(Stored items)
○ ○ ○
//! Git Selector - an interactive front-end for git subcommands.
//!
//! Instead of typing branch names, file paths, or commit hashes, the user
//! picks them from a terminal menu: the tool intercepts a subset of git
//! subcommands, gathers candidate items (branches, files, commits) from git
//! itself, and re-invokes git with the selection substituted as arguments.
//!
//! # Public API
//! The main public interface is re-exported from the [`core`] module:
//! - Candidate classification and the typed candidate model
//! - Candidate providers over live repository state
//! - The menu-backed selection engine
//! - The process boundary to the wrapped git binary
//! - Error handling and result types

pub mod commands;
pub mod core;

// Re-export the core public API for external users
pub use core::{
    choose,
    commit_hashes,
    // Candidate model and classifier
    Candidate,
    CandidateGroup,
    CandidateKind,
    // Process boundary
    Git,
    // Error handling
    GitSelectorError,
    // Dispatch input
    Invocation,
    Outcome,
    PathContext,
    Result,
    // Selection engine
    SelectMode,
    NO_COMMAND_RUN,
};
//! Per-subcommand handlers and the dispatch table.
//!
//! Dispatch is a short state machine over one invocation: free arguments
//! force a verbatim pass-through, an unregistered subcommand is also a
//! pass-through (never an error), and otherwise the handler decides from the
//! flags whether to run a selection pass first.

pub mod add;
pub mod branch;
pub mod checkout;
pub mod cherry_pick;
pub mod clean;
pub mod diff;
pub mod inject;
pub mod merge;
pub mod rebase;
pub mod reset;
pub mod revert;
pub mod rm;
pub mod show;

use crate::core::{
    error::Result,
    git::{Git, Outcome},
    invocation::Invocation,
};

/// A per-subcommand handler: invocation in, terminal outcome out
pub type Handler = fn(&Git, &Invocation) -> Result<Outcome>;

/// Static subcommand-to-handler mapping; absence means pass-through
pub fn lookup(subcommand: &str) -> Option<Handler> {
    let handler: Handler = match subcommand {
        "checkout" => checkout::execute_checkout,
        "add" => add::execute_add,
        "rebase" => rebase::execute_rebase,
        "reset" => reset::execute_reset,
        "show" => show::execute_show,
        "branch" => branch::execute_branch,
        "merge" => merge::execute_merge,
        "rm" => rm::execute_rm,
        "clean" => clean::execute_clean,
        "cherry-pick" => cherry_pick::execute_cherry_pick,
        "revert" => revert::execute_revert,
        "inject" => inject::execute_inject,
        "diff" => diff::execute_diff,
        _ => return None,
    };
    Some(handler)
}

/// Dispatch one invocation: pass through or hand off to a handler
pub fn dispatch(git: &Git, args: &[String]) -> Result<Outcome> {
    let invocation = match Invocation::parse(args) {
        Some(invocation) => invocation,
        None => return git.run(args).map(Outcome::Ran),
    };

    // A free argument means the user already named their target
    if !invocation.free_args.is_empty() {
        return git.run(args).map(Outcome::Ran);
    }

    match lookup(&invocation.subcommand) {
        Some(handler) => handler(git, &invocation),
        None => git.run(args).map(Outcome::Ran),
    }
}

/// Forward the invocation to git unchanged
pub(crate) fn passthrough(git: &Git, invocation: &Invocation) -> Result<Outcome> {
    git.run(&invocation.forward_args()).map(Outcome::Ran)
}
○ ○ ○
Check each line of the records for the word "merge", and show the lines that contain it.

Your response:
pub mod merge;
        "merge" => merge::execute_merge,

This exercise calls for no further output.